== PROBLEM ==
If a line in the listing carries the word "AuthenticationRequired", return a copy of that line.

=-=-=

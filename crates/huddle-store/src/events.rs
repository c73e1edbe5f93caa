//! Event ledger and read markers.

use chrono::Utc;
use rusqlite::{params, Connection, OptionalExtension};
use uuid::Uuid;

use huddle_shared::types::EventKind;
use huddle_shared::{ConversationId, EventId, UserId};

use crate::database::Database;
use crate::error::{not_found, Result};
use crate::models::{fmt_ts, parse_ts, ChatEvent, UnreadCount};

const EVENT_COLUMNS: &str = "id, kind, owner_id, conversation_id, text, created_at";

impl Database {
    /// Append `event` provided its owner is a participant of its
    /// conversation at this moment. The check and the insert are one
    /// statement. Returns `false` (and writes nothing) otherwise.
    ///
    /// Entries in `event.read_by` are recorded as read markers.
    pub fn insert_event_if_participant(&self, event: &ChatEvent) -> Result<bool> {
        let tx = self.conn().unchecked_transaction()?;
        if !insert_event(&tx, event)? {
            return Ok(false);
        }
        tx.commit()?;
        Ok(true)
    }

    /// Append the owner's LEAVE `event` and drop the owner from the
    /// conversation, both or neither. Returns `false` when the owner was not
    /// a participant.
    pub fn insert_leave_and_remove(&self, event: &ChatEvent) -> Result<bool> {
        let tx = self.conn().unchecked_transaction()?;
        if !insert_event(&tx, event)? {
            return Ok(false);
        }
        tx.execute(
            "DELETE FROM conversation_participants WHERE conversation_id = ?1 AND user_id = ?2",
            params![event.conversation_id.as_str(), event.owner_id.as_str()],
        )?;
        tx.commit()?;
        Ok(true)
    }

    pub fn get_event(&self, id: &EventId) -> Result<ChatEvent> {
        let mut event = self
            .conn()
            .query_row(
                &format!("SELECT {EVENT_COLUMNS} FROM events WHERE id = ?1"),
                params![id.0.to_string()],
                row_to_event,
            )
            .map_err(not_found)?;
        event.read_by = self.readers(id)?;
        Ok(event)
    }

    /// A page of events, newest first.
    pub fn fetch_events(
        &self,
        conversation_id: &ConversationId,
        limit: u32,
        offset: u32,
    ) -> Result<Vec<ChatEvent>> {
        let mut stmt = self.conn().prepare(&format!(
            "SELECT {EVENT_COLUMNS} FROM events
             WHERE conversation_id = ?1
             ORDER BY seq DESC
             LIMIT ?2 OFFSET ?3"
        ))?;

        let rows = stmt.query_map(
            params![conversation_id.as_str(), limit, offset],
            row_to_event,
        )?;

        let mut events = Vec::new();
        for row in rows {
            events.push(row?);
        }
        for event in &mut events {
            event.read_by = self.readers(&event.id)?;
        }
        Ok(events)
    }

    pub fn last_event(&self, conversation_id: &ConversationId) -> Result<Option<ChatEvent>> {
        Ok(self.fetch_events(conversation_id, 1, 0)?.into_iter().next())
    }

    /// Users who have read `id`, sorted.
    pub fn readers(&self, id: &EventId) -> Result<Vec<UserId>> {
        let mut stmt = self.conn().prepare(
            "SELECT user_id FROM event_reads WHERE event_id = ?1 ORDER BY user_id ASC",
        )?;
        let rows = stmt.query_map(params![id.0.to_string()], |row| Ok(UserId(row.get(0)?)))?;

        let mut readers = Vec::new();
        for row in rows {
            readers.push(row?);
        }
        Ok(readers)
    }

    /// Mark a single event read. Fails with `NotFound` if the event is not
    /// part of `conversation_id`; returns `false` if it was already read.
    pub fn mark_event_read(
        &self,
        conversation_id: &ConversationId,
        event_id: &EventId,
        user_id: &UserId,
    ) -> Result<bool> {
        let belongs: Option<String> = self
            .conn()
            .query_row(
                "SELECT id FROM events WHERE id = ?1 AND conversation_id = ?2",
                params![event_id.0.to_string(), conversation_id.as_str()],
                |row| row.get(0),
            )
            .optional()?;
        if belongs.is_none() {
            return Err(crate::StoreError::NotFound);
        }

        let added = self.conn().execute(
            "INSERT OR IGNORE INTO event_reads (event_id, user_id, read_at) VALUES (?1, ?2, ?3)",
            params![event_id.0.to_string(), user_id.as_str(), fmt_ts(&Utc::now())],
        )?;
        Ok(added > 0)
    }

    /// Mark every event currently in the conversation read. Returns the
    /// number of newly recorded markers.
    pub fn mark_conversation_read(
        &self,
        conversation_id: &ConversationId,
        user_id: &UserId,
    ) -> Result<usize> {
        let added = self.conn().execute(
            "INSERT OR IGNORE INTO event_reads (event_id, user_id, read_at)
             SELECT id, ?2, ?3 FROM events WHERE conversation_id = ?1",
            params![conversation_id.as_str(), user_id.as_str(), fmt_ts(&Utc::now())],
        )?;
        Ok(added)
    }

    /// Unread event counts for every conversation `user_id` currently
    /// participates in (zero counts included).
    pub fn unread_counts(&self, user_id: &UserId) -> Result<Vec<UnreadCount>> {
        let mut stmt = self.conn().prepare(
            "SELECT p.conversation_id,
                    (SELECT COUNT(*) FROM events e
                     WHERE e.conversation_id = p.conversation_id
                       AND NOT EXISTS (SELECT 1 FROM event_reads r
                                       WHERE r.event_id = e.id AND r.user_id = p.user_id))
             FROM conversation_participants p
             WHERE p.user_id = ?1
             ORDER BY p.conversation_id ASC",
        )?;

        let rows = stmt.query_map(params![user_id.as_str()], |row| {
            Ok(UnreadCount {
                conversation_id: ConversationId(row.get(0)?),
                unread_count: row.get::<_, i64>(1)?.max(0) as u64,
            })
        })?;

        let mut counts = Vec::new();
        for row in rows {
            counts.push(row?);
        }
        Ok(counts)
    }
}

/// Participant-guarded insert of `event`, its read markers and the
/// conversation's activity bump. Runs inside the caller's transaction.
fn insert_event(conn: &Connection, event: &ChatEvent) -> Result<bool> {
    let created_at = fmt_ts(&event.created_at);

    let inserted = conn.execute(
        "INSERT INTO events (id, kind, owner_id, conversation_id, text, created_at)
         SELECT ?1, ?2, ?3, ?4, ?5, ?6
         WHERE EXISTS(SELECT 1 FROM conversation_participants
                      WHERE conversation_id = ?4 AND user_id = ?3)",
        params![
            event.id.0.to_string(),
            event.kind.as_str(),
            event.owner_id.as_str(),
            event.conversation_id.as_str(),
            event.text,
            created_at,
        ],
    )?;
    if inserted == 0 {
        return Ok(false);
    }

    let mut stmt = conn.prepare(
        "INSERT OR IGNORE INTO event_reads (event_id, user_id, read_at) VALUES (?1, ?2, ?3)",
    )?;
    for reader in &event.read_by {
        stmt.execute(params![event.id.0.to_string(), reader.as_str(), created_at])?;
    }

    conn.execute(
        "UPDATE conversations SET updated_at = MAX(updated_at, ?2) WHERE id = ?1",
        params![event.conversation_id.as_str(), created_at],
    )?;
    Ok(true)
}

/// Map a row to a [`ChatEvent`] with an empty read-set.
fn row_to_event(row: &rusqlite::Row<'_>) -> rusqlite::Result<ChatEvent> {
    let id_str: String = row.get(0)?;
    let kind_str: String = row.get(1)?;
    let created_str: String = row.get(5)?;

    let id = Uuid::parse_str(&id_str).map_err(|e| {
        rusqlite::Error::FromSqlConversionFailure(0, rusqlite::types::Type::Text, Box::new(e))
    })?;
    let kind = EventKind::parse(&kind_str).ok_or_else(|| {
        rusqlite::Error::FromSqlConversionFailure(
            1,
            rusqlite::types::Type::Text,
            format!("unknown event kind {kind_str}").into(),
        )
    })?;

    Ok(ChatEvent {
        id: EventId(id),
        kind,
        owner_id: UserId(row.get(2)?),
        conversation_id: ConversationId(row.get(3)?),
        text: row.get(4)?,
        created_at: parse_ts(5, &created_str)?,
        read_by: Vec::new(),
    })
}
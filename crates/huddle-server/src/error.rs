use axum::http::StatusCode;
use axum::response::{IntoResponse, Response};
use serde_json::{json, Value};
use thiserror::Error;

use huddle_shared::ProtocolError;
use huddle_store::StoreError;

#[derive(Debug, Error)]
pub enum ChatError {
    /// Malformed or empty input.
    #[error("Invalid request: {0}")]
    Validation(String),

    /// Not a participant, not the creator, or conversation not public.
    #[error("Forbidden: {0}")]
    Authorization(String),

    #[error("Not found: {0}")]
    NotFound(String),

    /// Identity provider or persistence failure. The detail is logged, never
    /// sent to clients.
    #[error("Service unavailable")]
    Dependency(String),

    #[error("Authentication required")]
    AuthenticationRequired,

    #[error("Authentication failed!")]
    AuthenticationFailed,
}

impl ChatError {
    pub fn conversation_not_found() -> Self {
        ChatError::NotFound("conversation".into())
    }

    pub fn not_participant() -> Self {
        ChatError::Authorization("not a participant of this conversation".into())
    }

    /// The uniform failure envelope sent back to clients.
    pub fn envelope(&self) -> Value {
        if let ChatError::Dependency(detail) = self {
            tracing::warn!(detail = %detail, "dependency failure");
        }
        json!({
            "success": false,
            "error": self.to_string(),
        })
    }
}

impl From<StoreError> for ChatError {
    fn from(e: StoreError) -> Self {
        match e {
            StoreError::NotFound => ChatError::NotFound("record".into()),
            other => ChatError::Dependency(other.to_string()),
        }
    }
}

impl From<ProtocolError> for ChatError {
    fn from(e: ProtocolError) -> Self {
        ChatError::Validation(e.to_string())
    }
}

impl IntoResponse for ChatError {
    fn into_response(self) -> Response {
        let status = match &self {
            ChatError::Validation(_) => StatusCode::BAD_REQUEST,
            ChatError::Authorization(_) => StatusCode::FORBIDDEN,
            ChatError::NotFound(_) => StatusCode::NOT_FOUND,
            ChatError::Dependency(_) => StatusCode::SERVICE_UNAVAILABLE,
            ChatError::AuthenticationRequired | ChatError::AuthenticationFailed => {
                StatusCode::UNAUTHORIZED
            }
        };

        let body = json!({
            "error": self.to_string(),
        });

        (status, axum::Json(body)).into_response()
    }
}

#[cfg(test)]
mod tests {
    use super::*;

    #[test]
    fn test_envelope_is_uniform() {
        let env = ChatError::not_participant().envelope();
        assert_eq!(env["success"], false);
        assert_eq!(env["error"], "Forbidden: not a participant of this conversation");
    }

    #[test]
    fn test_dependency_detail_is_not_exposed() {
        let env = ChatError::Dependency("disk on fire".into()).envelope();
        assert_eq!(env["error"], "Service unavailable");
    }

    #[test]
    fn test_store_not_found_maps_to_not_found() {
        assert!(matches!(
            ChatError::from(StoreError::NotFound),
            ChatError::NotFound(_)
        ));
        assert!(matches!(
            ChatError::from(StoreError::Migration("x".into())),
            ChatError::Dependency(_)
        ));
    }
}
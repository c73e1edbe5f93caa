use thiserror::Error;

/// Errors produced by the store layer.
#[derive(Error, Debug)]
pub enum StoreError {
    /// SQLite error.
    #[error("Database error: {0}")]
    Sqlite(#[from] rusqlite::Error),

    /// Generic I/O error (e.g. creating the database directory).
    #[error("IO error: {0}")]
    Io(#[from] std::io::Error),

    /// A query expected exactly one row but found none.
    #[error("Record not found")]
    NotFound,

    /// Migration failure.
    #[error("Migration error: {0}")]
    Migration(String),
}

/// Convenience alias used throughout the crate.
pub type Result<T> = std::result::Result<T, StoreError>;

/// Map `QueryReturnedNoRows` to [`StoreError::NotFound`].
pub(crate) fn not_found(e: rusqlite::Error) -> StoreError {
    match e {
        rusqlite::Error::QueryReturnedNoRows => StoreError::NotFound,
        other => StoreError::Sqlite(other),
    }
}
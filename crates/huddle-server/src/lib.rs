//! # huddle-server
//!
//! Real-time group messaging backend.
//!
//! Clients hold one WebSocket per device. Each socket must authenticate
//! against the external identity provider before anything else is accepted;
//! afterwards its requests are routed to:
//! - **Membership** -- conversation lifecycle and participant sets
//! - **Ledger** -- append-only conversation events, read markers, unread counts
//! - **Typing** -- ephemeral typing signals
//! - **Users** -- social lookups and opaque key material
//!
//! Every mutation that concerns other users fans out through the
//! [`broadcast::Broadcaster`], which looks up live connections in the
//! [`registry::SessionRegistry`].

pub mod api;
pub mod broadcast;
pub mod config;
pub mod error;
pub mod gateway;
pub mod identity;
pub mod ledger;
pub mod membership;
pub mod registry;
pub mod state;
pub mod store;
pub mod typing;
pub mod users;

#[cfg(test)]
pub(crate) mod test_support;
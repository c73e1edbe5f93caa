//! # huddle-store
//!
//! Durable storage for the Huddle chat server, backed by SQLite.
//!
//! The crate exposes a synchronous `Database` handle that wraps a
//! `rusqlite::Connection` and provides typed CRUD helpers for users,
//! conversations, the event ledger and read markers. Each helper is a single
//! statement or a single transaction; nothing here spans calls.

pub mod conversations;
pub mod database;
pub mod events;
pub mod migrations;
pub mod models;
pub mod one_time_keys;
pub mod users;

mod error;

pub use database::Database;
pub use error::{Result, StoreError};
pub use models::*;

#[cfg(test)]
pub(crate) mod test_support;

=-=-=

== RESPONSE ==
    AuthenticationRequired,
            ChatError::AuthenticationRequired | ChatError::AuthenticationFailed => {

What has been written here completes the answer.